Still, men like Nathan should realize they’re capable of writing many papers, and publishing multiple books. But finding a woman like Catherine, she remains something a man like him could loose easily and never hope to find again. Better for me, Catherine was with him.
American men are so stupid. They’ve been trained by a militaristic culture to separate from the feminine part of their being. The part of a man that speaks without saying a word, it’s an understanding that comes from within, or can be extended with a touch. A touch that conveys sexuality, without being sexual. It’s the sensual, then, that these American men have lost, or perhaps never had in to begin with. To explain further, it’s why we Latin men find mothers so attractive, beautiful, sexual, sensual. American culture likes little girls, skinny, asexual. They’re afraid of life. But we Latins, Spainards, we love life and the signs that show it: big hips, a soft belly, the flesh that feeds the future.

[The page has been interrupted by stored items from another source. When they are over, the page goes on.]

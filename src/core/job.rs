//! Merge jobs and their lifecycle
//!
//! A `MergeJob` freezes one group's included tracks, in merge order, at the
//! moment it is created. The same snapshot feeds the encoder and the chapter
//! table, so the two can never disagree on order.

use std::fmt;
use std::path::PathBuf;

use sanitize_filename::sanitize;
use serde::Serialize;
use uuid::Uuid;

use super::tag_review::{detect_defaults, AlbumTags, TagEdits};
use super::scanning::{total_duration, total_size, MERGED_SUFFIX};
use super::{Group, Track};
use crate::audio::AudioFormat;
use crate::error::MergeError;

const UNKNOWN_ARTIST: &str = "Unknown Artist";
const UNKNOWN_ALBUM_NAME: &str = "Unknown Album";

/// Lifecycle of a merge job
#[derive(Debug, Clone, PartialEq, Eq, Serialize)]
#[serde(tag = "state", content = "detail", rename_all = "snake_case")]
pub enum JobState {
    Pending,
    TagReview,
    Merging,
    ChapterWriting,
    Done,
    /// Audio merged, but tags or chapters could not be written
    DonePartialFailure(String),
    Failed(String),
    Cancelled,
}

impl JobState {
    /// Whether the lifecycle allows moving from `self` to `next`
    pub fn can_transition_to(&self, next: &JobState) -> bool {
        use JobState::*;
        matches!(
            (self, next),
            (Pending, TagReview)
                | (Pending, Cancelled)
                | (TagReview, Merging)
                | (TagReview, Cancelled)
                | (Merging, ChapterWriting)
                | (Merging, Failed(_))
                | (Merging, Cancelled)
                | (ChapterWriting, Done)
                | (ChapterWriting, DonePartialFailure(_))
                | (ChapterWriting, Failed(_))
        )
    }

    pub fn is_terminal(&self) -> bool {
        matches!(
            self,
            JobState::Done
                | JobState::DonePartialFailure(_)
                | JobState::Failed(_)
                | JobState::Cancelled
        )
    }

    /// True when a merged file exists at the output path
    pub fn produced_output(&self) -> bool {
        matches!(self, JobState::Done | JobState::DonePartialFailure(_))
    }
}

impl fmt::Display for JobState {
    fn fmt(&self, f: &mut fmt::Formatter<'_>) -> fmt::Result {
        match self {
            JobState::Pending => write!(f, "pending"),
            JobState::TagReview => write!(f, "tag review"),
            JobState::Merging => write!(f, "merging"),
            JobState::ChapterWriting => write!(f, "writing chapters"),
            JobState::Done => write!(f, "done"),
            JobState::DonePartialFailure(reason) => write!(f, "done with warnings: {}", reason),
            JobState::Failed(reason) => write!(f, "failed: {}", reason),
            JobState::Cancelled => write!(f, "cancelled"),
        }
    }
}

/// Build the merged file name for an artist, album and output format
///
/// Blank values fall back to "Unknown Artist" / "Unknown Album". Characters
/// that are invalid in file names are removed; spaces are kept.
pub fn output_file_name(artist: &str, album: &str, format: AudioFormat) -> String {
    let artist = match artist.trim() {
        "" => UNKNOWN_ARTIST,
        a => a,
    };
    let album = match album.trim() {
        "" => UNKNOWN_ALBUM_NAME,
        a => a,
    };
    let stem = sanitize(format!("{}-{}", artist, album));
    format!("{}{}.{}", stem.trim(), MERGED_SUFFIX, format.as_str())
}

/// One group to be merged into one output file
#[derive(Debug, Clone, Serialize)]
pub struct MergeJob {
    pub id: Uuid,
    pub group_key: String,
    pub group_label: String,
    tracks: Vec<Track>,
    pub tags: AlbumTags,
    /// Container and codec of the merged file
    pub format: AudioFormat,
    state: JobState,
}

impl MergeJob {
    /// Snapshot the included tracks of `group` and propose default tags
    pub fn from_group(group: &Group) -> Result<Self, MergeError> {
        let tracks: Vec<Track> = group.included_tracks().into_iter().cloned().collect();
        if tracks.is_empty() {
            return Err(MergeError::NoTracks(group.label.clone()));
        }
        let tags = detect_defaults(&tracks, &group.label);

        Ok(Self {
            id: Uuid::new_v4(),
            group_key: group.key.clone(),
            group_label: group.label.clone(),
            tracks,
            tags,
            format: AudioFormat::default(),
            state: JobState::Pending,
        })
    }

    pub fn with_format(mut self, format: AudioFormat) -> Self {
        self.format = format;
        self
    }

    /// Tracks in merge order
    pub fn tracks(&self) -> &[Track] {
        &self.tracks
    }

    pub fn state(&self) -> &JobState {
        &self.state
    }

    /// Expected length of the merged audio in seconds
    pub fn expected_duration(&self) -> f64 {
        total_duration(&self.tracks)
    }

    pub fn total_size(&self) -> u64 {
        total_size(&self.tracks)
    }

    /// Directory the merged file is written to: that of the first track
    pub fn output_dir(&self) -> PathBuf {
        self.tracks
            .first()
            .map(Track::parent_dir)
            .unwrap_or_default()
    }

    /// Final output path, derived from the current tags
    pub fn output_path(&self) -> PathBuf {
        self.output_dir()
            .join(output_file_name(&self.tags.artist, &self.tags.album, self.format))
    }

    pub fn apply_edits(&mut self, edits: &TagEdits) {
        self.tags.apply(edits);
    }

    /// Move to `next`, rejecting moves the lifecycle does not allow
    pub fn transition(&mut self, next: JobState) -> Result<(), MergeError> {
        if !self.state.can_transition_to(&next) {
            return Err(MergeError::InvalidTransition {
                group: self.group_label.clone(),
                from: self.state.clone(),
                to: next,
            });
        }
        log::debug!("Job {} ({}): {} -> {}", self.id, self.group_label, self.state, next);
        self.state = next;
        Ok(())
    }
}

I saw Catherine in a negligee one night. She opened the door expecting Nathan, but the fool was still at the office working on some statistics. While she changed into her robe, I went upstairs to bring down a Riesling, and some pate. Her beauty needed to be celebrated.
The fact that Nathan allowed another man to fill his woman’s need of companionship led me straight to the weakness in their relationship. Catherine was in need of a friend. Someone to listen to her stories, to know the name of her childhood pet, of her desire to climb Angkor Wat, to understand that her fear of spiders could be seen in the scar left on her arm. All these details combined together, like a unique fragrance, one that drew me closer to her, and her to me. It was the unique combining of each one’s sense of self. I told her about my right ankle. How the problem originated from a fall off a horse, and my need to sustain my “manhood,” no doctors, no crying. I was a man. It had been a test by my father, which I won at the cost of a forever limp.
I promised to show her the world, and if we loved it together, we’d stay that way. I would make her my wife. Catherine grew up in Texas, close enough to Latin America to appreciate the heat. I’ve always believed those who grow up in hot climates remain more passionate by nature. Perhaps it’s what they call pheremones in the sweat, though I think it’s a product of the land. You can see it in the dancing, the twirls in a salsa, the thrust of a tango. Flamenco lights the flame of desire that permeates the night, which is why latins stay up so late and sleep through the morning. Our siesta is a rest from the heat that burns within us.
And so this is what I told Catherine, that she must come with me, leave this cold place behind. No hurtful words. Just an “I love you, Goodbye.”